──────── Entries provided ────────
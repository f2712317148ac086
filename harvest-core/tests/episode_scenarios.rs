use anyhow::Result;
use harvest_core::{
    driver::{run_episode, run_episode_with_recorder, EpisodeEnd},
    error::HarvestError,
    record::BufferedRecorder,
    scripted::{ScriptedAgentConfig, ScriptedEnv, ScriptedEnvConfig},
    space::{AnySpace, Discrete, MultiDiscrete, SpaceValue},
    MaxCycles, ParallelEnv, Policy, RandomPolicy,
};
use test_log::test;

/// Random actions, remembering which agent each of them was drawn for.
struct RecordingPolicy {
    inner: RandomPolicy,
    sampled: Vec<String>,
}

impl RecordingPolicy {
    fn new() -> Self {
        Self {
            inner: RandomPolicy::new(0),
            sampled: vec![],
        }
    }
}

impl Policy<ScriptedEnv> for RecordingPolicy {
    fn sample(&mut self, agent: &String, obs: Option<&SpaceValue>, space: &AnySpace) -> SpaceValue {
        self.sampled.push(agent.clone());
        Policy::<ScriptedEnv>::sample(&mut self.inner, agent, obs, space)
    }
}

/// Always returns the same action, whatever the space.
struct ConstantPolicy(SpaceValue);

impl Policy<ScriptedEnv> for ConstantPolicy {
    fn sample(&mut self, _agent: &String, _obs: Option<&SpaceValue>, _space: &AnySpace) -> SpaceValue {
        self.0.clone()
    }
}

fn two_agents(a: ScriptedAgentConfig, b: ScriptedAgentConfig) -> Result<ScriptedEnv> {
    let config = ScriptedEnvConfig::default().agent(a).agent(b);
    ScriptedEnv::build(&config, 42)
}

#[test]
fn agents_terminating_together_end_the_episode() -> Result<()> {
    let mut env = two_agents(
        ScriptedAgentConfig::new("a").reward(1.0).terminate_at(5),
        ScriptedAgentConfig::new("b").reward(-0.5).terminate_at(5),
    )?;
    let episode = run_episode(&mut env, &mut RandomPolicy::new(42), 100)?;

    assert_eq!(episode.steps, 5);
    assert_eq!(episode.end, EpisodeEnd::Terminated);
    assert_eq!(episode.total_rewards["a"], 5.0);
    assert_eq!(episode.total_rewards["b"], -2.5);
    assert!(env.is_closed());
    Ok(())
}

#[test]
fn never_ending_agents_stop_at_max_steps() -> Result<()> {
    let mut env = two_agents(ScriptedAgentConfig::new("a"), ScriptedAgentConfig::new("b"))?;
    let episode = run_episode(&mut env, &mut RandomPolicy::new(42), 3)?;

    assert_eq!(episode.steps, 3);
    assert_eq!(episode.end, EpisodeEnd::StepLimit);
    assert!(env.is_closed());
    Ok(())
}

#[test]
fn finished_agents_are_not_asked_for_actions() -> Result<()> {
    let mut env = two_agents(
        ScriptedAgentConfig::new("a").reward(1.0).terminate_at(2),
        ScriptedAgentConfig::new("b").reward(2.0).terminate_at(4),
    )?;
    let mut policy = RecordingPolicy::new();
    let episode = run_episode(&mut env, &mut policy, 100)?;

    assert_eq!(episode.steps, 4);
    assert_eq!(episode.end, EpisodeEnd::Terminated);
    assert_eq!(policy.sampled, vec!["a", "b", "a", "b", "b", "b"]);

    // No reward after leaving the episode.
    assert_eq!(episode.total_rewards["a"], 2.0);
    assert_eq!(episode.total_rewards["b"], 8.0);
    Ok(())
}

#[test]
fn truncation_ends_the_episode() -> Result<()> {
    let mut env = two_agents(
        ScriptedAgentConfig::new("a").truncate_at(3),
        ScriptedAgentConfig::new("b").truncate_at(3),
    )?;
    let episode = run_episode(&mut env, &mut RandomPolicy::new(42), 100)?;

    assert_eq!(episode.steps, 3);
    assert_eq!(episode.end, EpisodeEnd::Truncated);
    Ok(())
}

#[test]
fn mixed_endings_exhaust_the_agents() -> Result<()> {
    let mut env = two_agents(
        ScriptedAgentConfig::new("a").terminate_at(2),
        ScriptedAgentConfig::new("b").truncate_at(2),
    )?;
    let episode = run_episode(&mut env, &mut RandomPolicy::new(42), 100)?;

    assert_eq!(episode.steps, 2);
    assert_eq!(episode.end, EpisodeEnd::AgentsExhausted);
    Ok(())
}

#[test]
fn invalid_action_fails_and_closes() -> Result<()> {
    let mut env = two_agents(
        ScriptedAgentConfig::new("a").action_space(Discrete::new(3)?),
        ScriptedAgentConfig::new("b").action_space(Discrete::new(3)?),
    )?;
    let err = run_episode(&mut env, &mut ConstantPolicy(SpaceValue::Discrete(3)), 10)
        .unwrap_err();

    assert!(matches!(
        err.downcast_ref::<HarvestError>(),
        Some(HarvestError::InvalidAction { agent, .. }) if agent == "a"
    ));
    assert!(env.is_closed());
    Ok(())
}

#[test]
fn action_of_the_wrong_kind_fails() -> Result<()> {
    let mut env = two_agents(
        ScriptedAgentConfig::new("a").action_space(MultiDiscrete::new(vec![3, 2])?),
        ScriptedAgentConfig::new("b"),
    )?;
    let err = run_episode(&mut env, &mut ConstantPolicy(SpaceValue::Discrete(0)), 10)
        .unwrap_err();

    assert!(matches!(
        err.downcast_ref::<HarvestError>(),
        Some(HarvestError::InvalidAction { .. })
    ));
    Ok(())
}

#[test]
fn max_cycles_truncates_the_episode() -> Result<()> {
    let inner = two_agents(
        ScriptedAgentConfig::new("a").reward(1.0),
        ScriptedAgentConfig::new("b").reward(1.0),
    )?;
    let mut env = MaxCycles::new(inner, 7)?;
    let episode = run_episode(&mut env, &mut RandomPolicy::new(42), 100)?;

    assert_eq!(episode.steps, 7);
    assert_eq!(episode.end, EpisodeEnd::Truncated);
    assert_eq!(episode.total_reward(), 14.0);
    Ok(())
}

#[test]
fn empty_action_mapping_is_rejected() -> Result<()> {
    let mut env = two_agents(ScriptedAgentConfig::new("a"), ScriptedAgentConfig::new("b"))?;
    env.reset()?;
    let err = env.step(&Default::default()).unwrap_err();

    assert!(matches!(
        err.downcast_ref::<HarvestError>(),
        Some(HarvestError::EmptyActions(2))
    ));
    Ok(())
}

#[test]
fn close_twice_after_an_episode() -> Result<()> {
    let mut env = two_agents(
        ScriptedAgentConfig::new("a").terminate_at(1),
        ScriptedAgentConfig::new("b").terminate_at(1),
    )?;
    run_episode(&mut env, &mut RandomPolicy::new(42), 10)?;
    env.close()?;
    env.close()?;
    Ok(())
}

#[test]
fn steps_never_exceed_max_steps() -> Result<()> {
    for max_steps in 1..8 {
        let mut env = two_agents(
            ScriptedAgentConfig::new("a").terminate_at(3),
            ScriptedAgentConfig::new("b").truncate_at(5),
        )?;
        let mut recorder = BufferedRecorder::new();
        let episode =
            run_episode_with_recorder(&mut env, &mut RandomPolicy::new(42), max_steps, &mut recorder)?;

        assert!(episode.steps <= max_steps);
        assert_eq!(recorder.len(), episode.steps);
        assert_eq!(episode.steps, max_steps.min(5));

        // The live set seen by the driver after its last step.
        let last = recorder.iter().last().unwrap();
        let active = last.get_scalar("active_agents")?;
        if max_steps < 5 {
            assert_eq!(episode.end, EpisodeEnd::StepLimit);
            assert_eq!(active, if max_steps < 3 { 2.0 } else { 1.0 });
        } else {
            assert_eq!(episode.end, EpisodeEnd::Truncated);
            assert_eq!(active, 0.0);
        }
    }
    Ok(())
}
────────
● What to work on:
Please show the lines of the material that contain the string "MultiDiscrete".

● Answer section:
    space::{AnySpace, Discrete, MultiDiscrete, SpaceValue},
        ScriptedAgentConfig::new("a").action_space(MultiDiscrete::new(vec![3, 2])?),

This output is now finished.